Sets

TL;DR

  • Use the built-in set type when looking for a mutable set.
  • frozenset objects are hashable and can be used as dictionary or set keys.
  • collections.Counter implements multiset or “bag” data structures.

Overview

A set is an unordered collection of objects that does NOT allow duplicate elements.

Typically, sets are used

  • to quickly test a value for membership in the set
  • to insert or delete new values from a set
  • to compute the union or intersection of two sets

In a “proper” set implementation, membership tests are expected to run in fast O(1) time. Union, intersection, difference, and subset operations should take O(n) time on average.

Sets in Python

In Python, the curly-braces set expression syntax and set comprehensions allow you to conveniently define new set instances:

vowels = {'a', 'e', 'i', 'o', 'u'}
squares = {x * x for x in range(10)}
To create an empty set you’ll need to call the set() constructor. Using empty curly-braces {} is ambiguous and will create an empty dictionary instead.

set – Your Go-To Set

This is the built-in set implementation in Python. The set type is mutable and allows for the dynamic insertion and deletion of elements.

Example

>>> vowels = {'a', 'e', 'i', 'o', 'u'}
>>> 'e' in vowels
True

>>> letters = set('alice')
>>> letters.intersection(vowels)
{'a', 'e', 'i'}

>>> vowels.add('x')
>>> vowels
{'i', 'a', 'u', 'o', 'x', 'e'}

>>> len(vowels)
6

frozenset – Immutable Sets

  • An immutable version of set that cannot be changed after it has been constructed.
  • Frozensets are static and only allow query operations on their elements (no inserts or deletions.)
  • As frozensets are static and hashable, they can be used as dictionary keys or as elements of another set.

Example

>>> vowels = frozenset({'a', 'e', 'i', 'o', 'u'}) 
>>> vowels.add('p')
AttributeError:
"'frozenset' object has no attribute 'add'"

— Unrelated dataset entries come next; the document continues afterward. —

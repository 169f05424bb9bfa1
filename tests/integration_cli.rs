//! Integration tests for the CLI binary
//!
//! These invoke the compiled `medir` binary with real arguments and real
//! files; nothing here touches the network.

mod common;

use std::process::Command;

use assert_cmd::{assert::OutputAssertExt, cargo::CommandCargoExt};
use predicates::prelude::*;

use common::{build_safetensors, le16, write_archive};

#[test]
fn test_cli_help() {
    let mut cmd = Command::cargo_bin("medir").expect("test");
    cmd.arg("--help");
    cmd.assert()
        .success()
        .stdout(predicate::str::contains("Usage: medir"));
}

#[test]
fn test_cli_version_flag() {
    let mut cmd = Command::cargo_bin("medir").expect("test");
    cmd.arg("--version");
    cmd.assert()
        .success()
        .stdout(predicate::str::contains("medir"));
}

#[test]
fn test_cli_unknown_command() {
    let mut cmd = Command::cargo_bin("medir").expect("test");
    cmd.arg("unknown");
    cmd.assert().failure();
}

#[test]
fn test_cli_analyze_requires_repo() {
    let mut cmd = Command::cargo_bin("medir").expect("test");
    cmd.arg("analyze");
    cmd.assert().failure();
}

#[test]
fn test_cli_analyze_rejects_malformed_repo() {
    let mut cmd = Command::cargo_bin("medir").expect("test");
    cmd.arg("analyze").arg("--hf-repo").arg("not-a-repo");
    cmd.assert()
        .failure()
        .code(1)
        .stderr(predicate::str::contains("OWNER/REPO"));
}

#[test]
fn test_cli_analyze_help_lists_flags() {
    let mut cmd = Command::cargo_bin("medir").expect("test");
    cmd.arg("analyze").arg("--help");
    cmd.assert()
        .success()
        .stdout(predicate::str::contains("--hf-repo"))
        .stdout(predicate::str::contains("--hf-glob"))
        .stdout(predicate::str::contains("--json"));
}

#[test]
fn test_cli_metadata_requires_source() {
    let mut cmd = Command::cargo_bin("medir").expect("test");
    cmd.arg("metadata");
    cmd.assert()
        .failure()
        .code(1)
        .stderr(predicate::str::contains("--name or --hf-repo"));
}

#[test]
fn test_cli_metadata_local_file() {
    let bytes = build_safetensors(
        &[
            ("a", "BF16", vec![2], le16(&[0x3F80, 0xBF80])),
            ("b", "BF16", vec![1], le16(&[0x0000])),
            ("c", "F32", vec![1], vec![0u8; 4]),
        ],
        &[("format", "pt")],
    );
    let f = write_archive(&bytes);

    let mut cmd = Command::cargo_bin("medir").expect("test");
    cmd.arg("metadata").arg("--name").arg(f.path());
    cmd.assert()
        .success()
        .stdout(predicate::str::contains("2 tensors of type BF16"))
        .stdout(predicate::str::contains("1 tensors of type F32"))
        .stdout(predicate::str::contains("- format: pt"));
}

#[test]
fn test_cli_metadata_missing_file() {
    let mut cmd = Command::cargo_bin("medir").expect("test");
    cmd.arg("metadata").arg("--name").arg("/no/such/file.safetensors");
    cmd.assert().failure().code(1);
}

# Frozensets are hashable and can
# be used as dictionary keys:
>>> d = { frozenset({1, 2, 3}): 'hello' }
>>> d[frozenset({1, 2, 3})]
'hello'

collections.Counter – Multisets

The collections.Counter class implements a multiset (or bag) type that allows elements in the set to have more than one occurrence.

$\rightarrow$ This is useful if you need to keep track of not only if an element is part of a set, but also how many times it is included in the set

Example

>>> from collections import Counter
>>> inventory = Counter()

>>> loot = {'sword': 1, 'bread': 3}
>>> inventory.update(loot)
>>> inventory
Counter({'bread': 3, 'sword': 1})

>>> more_loot = {'sword': 1, 'apple': 1}
>>> inventory.update(more_loot)
>>> inventory
Counter({'bread': 3, 'sword': 2, 'apple': 1})

You’ll want to be careful when counting the number of elements in a Counter object.

  • Calling len() returns the number of unique elements in the multiset
  • Calling sum() returns the total number of elements
>>> len(inventory)
3  # Number of unique elements

>>> sum(inventory.values())
6  # Total number of elements